Fluorescent Metal Nanoshells: Lifetime-Tunable Molecular Probes in Fluorescent Cell Imaging

We reported the preparation of lifetime-tunable fluorescent metal nanoshells and used them as lifetime imaging agents for the potential detection of multiple target molecules by a single cell imaging scan. These metal nanoshells were generated to have 40 nm silica cores and 10 nm silver shells. Three kinds of metal-ligand complexes, tris(5-amino-1,10-phenanthroline)ruthenium(II) (Ru(NH2-Phen)(3)(2+)), tris(2,2'-bipyridine) ruthenium(II) (Ru(bpy)(3)(2+)), and tris(2,3-bis(2-pyridyl)pyrazine))ruthenium(II) (Ru(dpp)(3)(2+)), that have similar excitation and emission wavelengths but different lifetimes were respectively encapsulated in the cores of metal nanoshells for the purpose of fluorescence.
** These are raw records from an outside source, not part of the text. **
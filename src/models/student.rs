//! Student account model and related types

use chrono::{DateTime, Utc};
use serde::{Deserialize, Serialize};
use sqlx::FromRow;
use utoipa::{IntoParams, ToSchema};
use uuid::Uuid;
use validator::Validate;

use super::{enums::AccountStatus, pagination::DateOrder};

/// Columns selected for a [`Student`]; the ID card bytes are fetched separately.
pub const STUDENT_COLUMNS: &str = "id, full_name, email, university_id, password_hash, \
     id_card_name, id_card_type, account_status, registration_date, \
     is_email_verified, no_books_borrowed";

/// Student account from database
#[derive(Debug, Clone, Serialize, FromRow, ToSchema)]
#[serde(rename_all = "camelCase")]
pub struct Student {
    pub id: Uuid,
    pub full_name: String,
    pub email: String,
    pub university_id: String,
    /// Argon2 hash
    #[serde(skip_serializing)]
    pub password_hash: String,
    pub id_card_name: Option<String>,
    pub id_card_type: Option<String>,
    pub account_status: AccountStatus,
    pub registration_date: DateTime<Utc>,
    pub is_email_verified: bool,
    /// Copies currently held (Borrowed or Overdue requests)
    pub no_books_borrowed: i32,
}

impl Student {
    pub fn can_borrow(&self) -> bool {
        self.account_status == AccountStatus::Verified
    }
}

/// Uploaded student ID card
#[derive(Debug, Clone, FromRow)]
pub struct IdCard {
    pub id_card: Option<Vec<u8>>,
    pub id_card_name: Option<String>,
    pub id_card_type: Option<String>,
}

impl IdCard {
    pub const FALLBACK_CONTENT_TYPE: &'static str = "image/jpeg";

    pub fn content_type(&self) -> &str {
        self.id_card_type
            .as_deref()
            .filter(|t| !t.is_empty())
            .unwrap_or(Self::FALLBACK_CONTENT_TYPE)
    }
}

/// Registration payload (the `request` part of the multipart form)
#[derive(Debug, Deserialize, Validate, ToSchema)]
#[serde(rename_all = "camelCase")]
pub struct RegisterStudent {
    #[validate(length(min = 1, message = "Full name is required"))]
    pub full_name: String,
    #[validate(email(message = "Invalid email format"))]
    pub email: String,
    #[validate(length(min = 1, message = "University ID is required"))]
    pub university_id: String,
    #[validate(length(min = 6, message = "Password must be at least 6 characters"))]
    pub password: String,
}

/// Data required to insert a student
#[derive(Debug)]
pub struct NewStudent {
    pub full_name: String,
    pub email: String,
    pub university_id: String,
    pub password_hash: String,
    pub id_card: Vec<u8>,
    pub id_card_name: Option<String>,
    pub id_card_type: Option<String>,
}

/// Admin-side filter over student accounts
#[derive(Debug, Default, Deserialize, IntoParams, ToSchema)]
pub struct StudentQuery {
    /// Substring of name, e-mail or university ID
    pub q: Option<String>,
    pub status: Option<AccountStatus>,
    /// Registration date order
    pub order: Option<DateOrder>,
    pub page: Option<i64>,
    pub per_page: Option<i64>,
}
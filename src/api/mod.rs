//! API handlers for Bookademia REST endpoints

pub mod admins;
pub mod auth;
pub mod books;
pub mod borrow_requests;
pub mod health;
pub mod openapi;
pub mod users;
pub mod verification;

use axum::{
    async_trait,
    extract::{DefaultBodyLimit, FromRequestParts},
    http::{
        header::{ACCEPT, AUTHORIZATION, CONTENT_TYPE},
        request::Parts,
        HeaderValue, Method, StatusCode,
    },
    routing::{delete, get, post, put},
    Router,
};
use axum_extra::extract::{
    cookie::{Cookie, CookieJar, SameSite},
    Multipart,
};
use chrono::{DateTime, Utc};
use serde::{de::DeserializeOwned, Serialize};
use tower_http::{compression::CompressionLayer, cors::CorsLayer, trace::TraceLayer};
use utoipa::ToSchema;

use crate::{
    config::AuthConfig,
    error::AppError,
    models::{pagination::PageRequest, session::SessionData},
    services::students::IdCardUpload,
    AppState,
};

/// Extractor for the caller's live session
pub struct CurrentSession(pub SessionData);

#[async_trait]
impl FromRequestParts<AppState> for CurrentSession {
    type Rejection = AppError;

    async fn from_request_parts(parts: &mut Parts, state: &AppState) -> Result<Self, Self::Rejection> {
        let session_id = session_id(parts, state).await;
        let session = state
            .services
            .auth
            .authenticate(session_id.as_deref())
            .await?;
        Ok(CurrentSession(session))
    }
}

/// Live session with the admin role
pub struct AdminSession(pub SessionData);

#[async_trait]
impl FromRequestParts<AppState> for AdminSession {
    type Rejection = AppError;

    async fn from_request_parts(parts: &mut Parts, state: &AppState) -> Result<Self, Self::Rejection> {
        let CurrentSession(session) = CurrentSession::from_request_parts(parts, state).await?;
        session.require_admin()?;
        Ok(AdminSession(session))
    }
}

/// Live session with the student role
pub struct StudentSession(pub SessionData);

#[async_trait]
impl FromRequestParts<AppState> for StudentSession {
    type Rejection = AppError;

    async fn from_request_parts(parts: &mut Parts, state: &AppState) -> Result<Self, Self::Rejection> {
        let CurrentSession(session) = CurrentSession::from_request_parts(parts, state).await?;
        session.require_student()?;
        Ok(StudentSession(session))
    }
}

/// Session if there is one; never rejects for a missing or stale cookie
pub struct OptionalSession(pub Option<SessionData>);

#[async_trait]
impl FromRequestParts<AppState> for OptionalSession {
    type Rejection = AppError;

    async fn from_request_parts(parts: &mut Parts, state: &AppState) -> Result<Self, Self::Rejection> {
        let session_id = session_id(parts, state).await;
        let session = state
            .services
            .auth
            .find_session(session_id.as_deref())
            .await?;
        Ok(OptionalSession(session))
    }
}

async fn session_id(parts: &mut Parts, state: &AppState) -> Option<String> {
    let jar = CookieJar::from_request_parts(parts, state).await.ok()?;
    jar.get(&state.config.auth.cookie_name)
        .map(|cookie| cookie.value().to_string())
        .filter(|value| !value.is_empty())
}

/// HttpOnly cookie carrying the session id
pub fn session_cookie(config: &AuthConfig, session_id: String) -> Cookie<'static> {
    Cookie::build((config.cookie_name.clone(), session_id))
        .path("/")
        .http_only(true)
        .same_site(SameSite::Lax)
        .secure(config.cookie_secure)
        .build()
}

pub fn removal_cookie(config: &AuthConfig) -> Cookie<'static> {
    Cookie::build((config.cookie_name.clone(), "")).path("/").build()
}

/// Plain acknowledgement body
#[derive(Debug, Serialize, ToSchema)]
pub struct MessageResponse {
    pub timestamp: DateTime<Utc>,
    pub status: u16,
    pub message: String,
}

impl MessageResponse {
    pub fn ok(message: impl Into<String>) -> Self {
        Self::with_status(StatusCode::OK, message)
    }

    pub fn with_status(status: StatusCode, message: impl Into<String>) -> Self {
        Self {
            timestamp: Utc::now(),
            status: status.as_u16(),
            message: message.into(),
        }
    }
}

/// Paginated response wrapper
#[derive(Serialize, ToSchema)]
pub struct PaginatedResponse<T>
where
    T: for<'a> ToSchema<'a>,
{
    /// Items of the requested page
    pub items: Vec<T>,
    /// Total number of matching items
    pub total: i64,
    /// Current page number (1-based)
    pub page: i64,
    /// Items per page
    pub per_page: i64,
    pub total_pages: i64,
}

impl<T> PaginatedResponse<T>
where
    T: for<'a> ToSchema<'a>,
{
    pub fn new(items: Vec<T>, total: i64, page: PageRequest) -> Self {
        Self {
            items,
            total,
            page: page.page,
            per_page: page.per_page,
            total_pages: page.total_pages(total),
        }
    }
}

/// Parts of a registration form: a `request` JSON part and an optional file
pub struct RegistrationForm<T> {
    pub request: T,
    pub id_card: Option<IdCardUpload>,
}

impl<T: DeserializeOwned> RegistrationForm<T> {
    pub async fn read(mut multipart: Multipart) -> Result<Self, AppError> {
        let mut request = None;
        let mut id_card = None;

        while let Some(field) = multipart
            .next_field()
            .await
            .map_err(|e| AppError::BadRequest(format!("Invalid multipart body: {}", e)))?
        {
            let name = field.name().map(str::to_string);
            match name.as_deref() {
                Some("request") => {
                    let bytes = field
                        .bytes()
                        .await
                        .map_err(|e| AppError::BadRequest(format!("Invalid request part: {}", e)))?;
                    let parsed = serde_json::from_slice::<T>(&bytes)
                        .map_err(|e| AppError::BadRequest(format!("Invalid request part: {}", e)))?;
                    request = Some(parsed);
                }
                Some("idCardImage") => {
                    let file_name = field.file_name().map(str::to_string);
                    let content_type = field.content_type().map(str::to_string);
                    let bytes = field
                        .bytes()
                        .await
                        .map_err(|e| AppError::BadRequest(format!("Invalid ID card upload: {}", e)))?;
                    id_card = Some(IdCardUpload {
                        bytes: bytes.to_vec(),
                        file_name,
                        content_type,
                    });
                }
                _ => {}
            }
        }

        let request = request
            .ok_or_else(|| AppError::BadRequest("Missing 'request' part".to_string()))?;
        Ok(Self { request, id_card })
    }
}

fn cors_layer(origins: &[String]) -> CorsLayer {
    let origins: Vec<HeaderValue> = origins
        .iter()
        .filter_map(|origin| match origin.parse::<HeaderValue>() {
            Ok(value) => Some(value),
            Err(_) => {
                tracing::warn!(origin = %origin, "Ignoring invalid CORS origin");
                None
            }
        })
        .collect();

    CorsLayer::new()
        .allow_origin(origins)
        .allow_methods([Method::GET, Method::POST, Method::PUT, Method::DELETE, Method::OPTIONS])
        .allow_headers([CONTENT_TYPE, ACCEPT, AUTHORIZATION])
        .allow_credentials(true)
}

/// Create the application router with all routes
pub fn create_router(state: AppState) -> Router {
    let api = Router::new()
        // Health check
        .route("/health", get(health::health_check))
        .route("/ready", get(health::readiness_check))
        // Session check
        .route("/auth/check-token", get(auth::check_token))
        // Students
        .route("/user/register", post(users::register))
        .route("/user/login", post(users::login))
        .route("/user/check-email-verification", get(users::check_email_verification))
        .route("/user/profile", get(users::profile))
        .route("/user/logout", get(users::logout))
        .route("/user/accountStatus", get(users::account_status))
        .route("/user/allUsers", get(users::list_all_users))
        .route("/user/list", get(users::list_users))
        .route("/user/idcard/:email", get(users::get_id_card))
        .route("/user/delete/:email", delete(users::delete_user))
        .route("/user/approve/:email", put(users::approve_user))
        .route("/user/deny/:email", put(users::deny_user))
        .route("/user/:user_id", get(users::get_user))
        // Admins
        .route("/admin/register", post(admins::register))
        .route("/admin/login", post(admins::login))
        .route("/admin/check-email-verification", get(admins::check_email_verification))
        .route("/admin/logout", get(admins::logout))
        .route("/admin/allAdmins", get(admins::list_admins))
        .route("/admin/delete/:email", delete(admins::delete_admin))
        // Verification
        .route("/verify/send-code", post(verification::send_code))
        .route("/verify/verify-email", post(verification::verify_email))
        // Books
        .route("/books/allBooks", get(books::list_all_books))
        .route("/books/list", get(books::list_books))
        .route("/books/search/:keyword", get(books::search_books))
        .route("/books/createBook", post(books::create_book))
        .route("/books/rating", post(books::rate_book))
        .route(
            "/books/:book_id",
            get(books::get_book).put(books::update_book).delete(books::delete_book),
        )
        // Borrow requests
        .route("/borrow-requests/create", post(borrow_requests::create_request))
        .route("/borrow-requests/check-status", post(borrow_requests::check_status))
        .route("/borrow-requests/my-borrowed-books", get(borrow_requests::my_requests))
        .route("/borrow-requests/all-borrow-requests", get(borrow_requests::list_all_requests))
        .route("/borrow-requests/list", get(borrow_requests::list_requests))
        .route("/borrow-requests/approve-request/:id", put(borrow_requests::approve_request))
        .route("/borrow-requests/return-book/:id", put(borrow_requests::return_book))
        .route("/borrow-requests/delete-request/:id", delete(borrow_requests::delete_request))
        .route("/borrow-requests/:id", get(borrow_requests::get_request))
        .layer(DefaultBodyLimit::max(state.config.server.max_body_bytes))
        .with_state(state.clone());

    // OpenAPI documentation
    let openapi = openapi::create_openapi_router();

    Router::new()
        .nest("/api", api)
        .merge(openapi)
        .layer(CompressionLayer::new())
        .layer(TraceLayer::new_for_http())
        .layer(cors_layer(&state.config.server.cors_origins))
}

#[cfg(test)]
mod tests {
    use std::sync::Arc;

    use axum::{
        body::{to_bytes, Body},
        http::{header, Request, StatusCode},
    };
    use sqlx::postgres::PgPoolOptions;
    use tower::ServiceExt;

    use super::*;
    use crate::{
        config::AppConfig,
        repository::Repository,
        services::{email::MockMailer, redis::RedisService, Services},
    };

    /// Router whose pool and Redis client never connect unless a handler needs them
    fn test_router() -> Router {
        let config = AppConfig::default();
        let pool = PgPoolOptions::new()
            .max_connections(1)
            .connect_lazy(&config.database.url)
            .unwrap();
        let redis = RedisService::new(&config.redis.url).unwrap();
        let services = Services::new(
            Repository::new(pool),
            &config,
            redis,
            Arc::new(MockMailer::new()),
        );

        create_router(AppState {
            config: Arc::new(config),
            services: Arc::new(services),
        })
    }

    async fn json_body(response: axum::response::Response) -> serde_json::Value {
        let bytes = to_bytes(response.into_body(), usize::MAX).await.unwrap();
        serde_json::from_slice(&bytes).unwrap()
    }

    #[tokio::test]
    async fn test_health_is_public() {
        let response = test_router()
            .oneshot(Request::get("/api/health").body(Body::empty()).unwrap())
            .await
            .unwrap();

        assert_eq!(response.status(), StatusCode::OK);
        let body = json_body(response).await;
        assert_eq!(body["status"], "healthy");
    }

    #[tokio::test]
    async fn test_protected_route_without_cookie_is_unauthorized() {
        let response = test_router()
            .oneshot(Request::get("/api/user/profile").body(Body::empty()).unwrap())
            .await
            .unwrap();

        assert_eq!(response.status(), StatusCode::UNAUTHORIZED);
        let body = json_body(response).await;
        assert_eq!(body["status"], 401);
        assert_eq!(body["error"], "Unauthorized");
        assert_eq!(body["message"], crate::services::auth::NO_SESSION);
    }

    #[tokio::test]
    async fn test_check_token_without_session() {
        let response = test_router()
            .oneshot(
                Request::get("/api/auth/check-token")
                    .body(Body::empty())
                    .unwrap(),
            )
            .await
            .unwrap();

        assert_eq!(response.status(), StatusCode::UNAUTHORIZED);
        let body = json_body(response).await;
        assert_eq!(body["message"], "User not authenticated");
    }

    #[tokio::test]
    async fn test_empty_cookie_counts_as_missing() {
        let response = test_router()
            .oneshot(
                Request::get("/api/books/allBooks")
                    .header(header::COOKIE, "BOOKADEMIA_SESSION=")
                    .body(Body::empty())
                    .unwrap(),
            )
            .await
            .unwrap();

        assert_eq!(response.status(), StatusCode::UNAUTHORIZED);
    }

    #[test]
    fn test_session_cookie_flags() {
        let config = AppConfig::default().auth;
        let cookie = session_cookie(&config, "abc".to_string());
        assert_eq!(cookie.name(), config.cookie_name);
        assert_eq!(cookie.value(), "abc");
        assert_eq!(cookie.http_only(), Some(true));
        assert_eq!(cookie.path(), Some("/"));
        assert_eq!(cookie.same_site(), Some(SameSite::Lax));
    }

    #[test]
    fn test_paginated_response_totals() {
        let page = PageRequest::new(Some(2), Some(7), 7);
        let response = PaginatedResponse::new(vec![crate::models::enums::Role::Student], 15, page);
        assert_eq!(response.page, 2);
        assert_eq!(response.per_page, 7);
        assert_eq!(response.total_pages, 3);
    }
}
//! Bookademia Server - university library borrowing service

use anyhow::Context;
use sqlx::postgres::PgPoolOptions;
use std::net::SocketAddr;
use std::sync::Arc;
use tracing_subscriber::{layer::SubscriberExt, util::SubscriberInitExt};

use bookademia_server::{
    api,
    config::AppConfig,
    repository::Repository,
    services::{email::EmailService, redis::RedisService, scheduler, Services},
    AppState,
};

#[tokio::main]
async fn main() -> anyhow::Result<()> {
    // Load environment variables from .env file
    dotenvy::dotenv().ok();

    let config = AppConfig::load().context("Failed to load configuration")?;

    // Initialize tracing
    let filter = tracing_subscriber::EnvFilter::try_from_default_env().unwrap_or_else(|_| {
        format!("bookademia_server={},tower_http=debug", config.logging.level).into()
    });

    let registry = tracing_subscriber::registry().with(filter);
    if config.logging.format == "json" {
        registry.with(tracing_subscriber::fmt::layer().json()).init();
    } else {
        registry.with(tracing_subscriber::fmt::layer()).init();
    }

    tracing::info!("Starting Bookademia Server v{}", env!("CARGO_PKG_VERSION"));

    // Create database connection pool
    let pool = PgPoolOptions::new()
        .max_connections(config.database.max_connections)
        .min_connections(config.database.min_connections)
        .connect(&config.database.url)
        .await
        .context("Failed to connect to database")?;

    tracing::info!("Connected to database");

    sqlx::migrate!("./migrations")
        .run(&pool)
        .await
        .context("Failed to run database migrations")?;

    tracing::info!("Database migrations completed");

    let redis_service = RedisService::new(&config.redis.url).context("Invalid Redis URL")?;
    redis_service
        .ping()
        .await
        .context("Failed to connect to Redis")?;

    tracing::info!("Connected to Redis");

    if !config.email.enabled {
        tracing::warn!("E-mail delivery disabled, notifications will only be logged");
    }
    let mailer = Arc::new(EmailService::new(config.email.clone()));

    let repository = Repository::new(pool);
    let services = Services::new(repository, &config, redis_service, mailer);

    if config.borrowing.overdue_sweep_enabled {
        scheduler::spawn_overdue_sweep(services.borrowing.clone());
        tracing::info!("Overdue sweep scheduled at local midnight");
    }

    let addr = SocketAddr::new(
        config.server.host.parse().context("Invalid host address")?,
        config.server.port,
    );

    let state = AppState {
        config: Arc::new(config),
        services: Arc::new(services),
    };

    let app = api::create_router(state);

    tracing::info!("Server listening on http://{}", addr);

    let listener = tokio::net::TcpListener::bind(addr).await?;
    axum::serve(listener, app).await?;

    Ok(())
}
//! Daily overdue sweep at local midnight

use chrono::{Duration, Local, NaiveDateTime};
use tokio::task::JoinHandle;

use super::borrowing::BorrowingService;

/// Time left until the next midnight after `now` (never zero)
pub fn until_next_midnight(now: NaiveDateTime) -> Duration {
    let next_midnight = now
        .date()
        .succ_opt()
        .and_then(|day| day.and_hms_opt(0, 0, 0))
        .unwrap_or(now + Duration::days(1));
    next_midnight - now
}

/// Run the sweep forever in the background
pub fn spawn_overdue_sweep(borrowing: BorrowingService) -> JoinHandle<()> {
    tokio::spawn(async move {
        loop {
            let wait = until_next_midnight(Local::now().naive_local());
            tracing::debug!(seconds = wait.num_seconds(), "Next overdue sweep scheduled");
            tokio::time::sleep(wait.to_std().unwrap_or(std::time::Duration::from_secs(60))).await;

            let today = Local::now().date_naive();
            match borrowing.sweep_overdue(today).await {
                Ok(report) => tracing::info!(
                    %today,
                    marked_overdue = report.marked_overdue,
                    reminders_sent = report.reminders_sent,
                    failures = report.failures,
                    "Overdue sweep finished"
                ),
                Err(e) => tracing::error!(%today, "Overdue sweep failed: {}", e),
            }
        }
    })
}

#[cfg(test)]
mod tests {
    use super::*;
    use chrono::NaiveDate;

    fn at(h: u32, m: u32, s: u32) -> NaiveDateTime {
        NaiveDate::from_ymd_opt(2025, 3, 10)
            .unwrap()
            .and_hms_opt(h, m, s)
            .unwrap()
    }

    #[test]
    fn test_until_next_midnight() {
        assert_eq!(until_next_midnight(at(23, 0, 0)), Duration::hours(1));
        assert_eq!(until_next_midnight(at(12, 30, 0)), Duration::minutes(11 * 60 + 30));
    }

    #[test]
    fn test_exactly_midnight_waits_a_full_day() {
        assert_eq!(until_next_midnight(at(0, 0, 0)), Duration::days(1));
    }
}
//! Status and role enumerations shared across models
//!
//! Statuses are stored as TEXT using the same labels the web client displays.

use serde::{Deserialize, Serialize};
use sqlx::{Decode, Encode, Postgres};
use utoipa::ToSchema;

/// Implements TEXT (de)serialization for a label enum with `as_str`/`FromStr`
macro_rules! impl_text_column {
    ($ty:ty) => {
        impl sqlx::Type<Postgres> for $ty {
            fn type_info() -> sqlx::postgres::PgTypeInfo {
                <String as sqlx::Type<Postgres>>::type_info()
            }

            fn compatible(ty: &sqlx::postgres::PgTypeInfo) -> bool {
                <String as sqlx::Type<Postgres>>::compatible(ty)
            }
        }

        impl<'r> Decode<'r, Postgres> for $ty {
            fn decode(
                value: sqlx::postgres::PgValueRef<'r>,
            ) -> Result<Self, sqlx::error::BoxDynError> {
                let s: String = Decode::<Postgres>::decode(value)?;
                s.parse().map_err(|e: String| e.into())
            }
        }

        impl Encode<'_, Postgres> for $ty {
            fn encode_by_ref(
                &self,
                buf: &mut sqlx::postgres::PgArgumentBuffer,
            ) -> sqlx::encode::IsNull {
                <&str as Encode<Postgres>>::encode(self.as_str(), buf)
            }
        }

        impl std::fmt::Display for $ty {
            fn fmt(&self, f: &mut std::fmt::Formatter<'_>) -> std::fmt::Result {
                f.write_str(self.as_str())
            }
        }
    };
}

/// Authorization tier of a session
#[derive(Debug, Clone, Copy, PartialEq, Eq, Serialize, Deserialize, ToSchema)]
#[serde(rename_all = "lowercase")]
pub enum Role {
    Student,
    Admin,
}

impl Role {
    pub fn as_str(&self) -> &'static str {
        match self {
            Role::Student => "student",
            Role::Admin => "admin",
        }
    }
}

impl std::str::FromStr for Role {
    type Err = String;

    fn from_str(s: &str) -> Result<Self, Self::Err> {
        match s.to_lowercase().as_str() {
            "student" => Ok(Role::Student),
            "admin" => Ok(Role::Admin),
            _ => Err(format!("Invalid role: {}", s)),
        }
    }
}

impl std::fmt::Display for Role {
    fn fmt(&self, f: &mut std::fmt::Formatter<'_>) -> std::fmt::Result {
        f.write_str(self.as_str())
    }
}

/// Verification state of a student account
#[derive(Debug, Clone, Copy, PartialEq, Eq, Serialize, Deserialize, ToSchema)]
pub enum AccountStatus {
    #[serde(rename = "Verification Pending")]
    VerificationPending,
    Verified,
    Denied,
}

impl AccountStatus {
    pub fn as_str(&self) -> &'static str {
        match self {
            AccountStatus::VerificationPending => "Verification Pending",
            AccountStatus::Verified => "Verified",
            AccountStatus::Denied => "Denied",
        }
    }
}

impl std::str::FromStr for AccountStatus {
    type Err = String;

    fn from_str(s: &str) -> Result<Self, Self::Err> {
        match s {
            "Verification Pending" => Ok(AccountStatus::VerificationPending),
            "Verified" => Ok(AccountStatus::Verified),
            "Denied" => Ok(AccountStatus::Denied),
            _ => Err(format!("Invalid account status: {}", s)),
        }
    }
}

impl_text_column!(AccountStatus);

/// Borrow request status
#[derive(Debug, Clone, Copy, PartialEq, Eq, Serialize, Deserialize, ToSchema)]
pub enum BorrowStatus {
    Pending,
    Borrowed,
    Returned,
    #[serde(rename = "Late Return")]
    LateReturn,
    Overdue,
}

impl BorrowStatus {
    pub fn as_str(&self) -> &'static str {
        match self {
            BorrowStatus::Pending => "Pending",
            BorrowStatus::Borrowed => "Borrowed",
            BorrowStatus::Returned => "Returned",
            BorrowStatus::LateReturn => "Late Return",
            BorrowStatus::Overdue => "Overdue",
        }
    }
}

impl std::str::FromStr for BorrowStatus {
    type Err = String;

    fn from_str(s: &str) -> Result<Self, Self::Err> {
        match s {
            "Pending" => Ok(BorrowStatus::Pending),
            "Borrowed" => Ok(BorrowStatus::Borrowed),
            "Returned" => Ok(BorrowStatus::Returned),
            "Late Return" => Ok(BorrowStatus::LateReturn),
            "Overdue" => Ok(BorrowStatus::Overdue),
            _ => Err(format!("Invalid borrow status: {}", s)),
        }
    }
}

impl_text_column!(BorrowStatus);

#[cfg(test)]
mod tests {
    use super::*;

    #[test]
    fn test_labels_round_trip_through_from_str() {
        for status in [
            BorrowStatus::Pending,
            BorrowStatus::Borrowed,
            BorrowStatus::Returned,
            BorrowStatus::LateReturn,
            BorrowStatus::Overdue,
        ] {
            assert_eq!(status.as_str().parse::<BorrowStatus>(), Ok(status));
        }
        assert!("Approved".parse::<BorrowStatus>().is_err());
    }

    #[test]
    fn test_serde_uses_display_labels() {
        let json = serde_json::to_string(&AccountStatus::VerificationPending).unwrap();
        assert_eq!(json, "\"Verification Pending\"");

        let status: BorrowStatus = serde_json::from_str("\"Late Return\"").unwrap();
        assert_eq!(status, BorrowStatus::LateReturn);

        assert_eq!(serde_json::to_string(&Role::Admin).unwrap(), "\"admin\"");
    }
}
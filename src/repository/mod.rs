//! Repository layer for database operations

pub mod admins;
pub mod books;
pub mod borrow_requests;
pub mod students;

use sqlx::{Pool, Postgres};

/// Main repository struct holding database connection pool
#[derive(Clone)]
pub struct Repository {
    pub pool: Pool<Postgres>,
    pub students: students::StudentsRepository,
    pub admins: admins::AdminsRepository,
    pub books: books::BooksRepository,
    pub borrow_requests: borrow_requests::BorrowRequestsRepository,
}

impl Repository {
    /// Create a new repository with the given database pool
    pub fn new(pool: Pool<Postgres>) -> Self {
        Self {
            students: students::StudentsRepository::new(pool.clone()),
            admins: admins::AdminsRepository::new(pool.clone()),
            books: books::BooksRepository::new(pool.clone()),
            borrow_requests: borrow_requests::BorrowRequestsRepository::new(pool.clone()),
            pool,
        }
    }
}
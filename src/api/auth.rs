//! Session token check

use axum::{extract::State, Json};

use crate::{error::AppResult, services::auth::TokenStatus, AppState};

use super::OptionalSession;

/// Validate the caller's session, account and token
#[utoipa::path(
    get,
    path = "/auth/check-token",
    tag = "auth",
    responses(
        (status = 200, description = "User is authenticated", body = TokenStatus),
        (status = 401, description = "No session, invalid token or e-mail mismatch", body = crate::error::ErrorResponse),
        (status = 404, description = "Account no longer exists", body = crate::error::ErrorResponse)
    )
)]
pub async fn check_token(
    State(state): State<AppState>,
    OptionalSession(session): OptionalSession,
) -> AppResult<Json<TokenStatus>> {
    let status = state.services.auth.check_token(session).await?;
    Ok(Json(status))
}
Compared with the metal-free silica spheres, these metal nanoshells were found to display enhanced emission intensities and shortered lifetimes due to near-field interactions of Ru(II) complexes with the metal shells. The shortened lifetimes of these metal nanoshells were definitely unique relevant to the Ru(II) complexes. 10 ns for the Ru(Phen-NH2)(3)(2+)-Ag nanoshells, 45 ns for the Ru(bpy)(3)(2+)-Ag nanoshells, and 200 ns for the Ru(dpp)32+-Ag nanoshells. These lifetime were longer than the lifetime of cellular autofluorescence (2-5 ns); therefore the emission signals of these metal nanoshells could be distinctly isolated from the cellular background on the lifetime cell images. Moreover, these lifetimes were also different from one another, resulting in the emission signals of three metal nanoshells being distinguished from one another on the cell images. This feature may often an opportunity to detect multiple target molecules in a single cell imaging scan when the metal nanoshells are bound with various targets in the cells.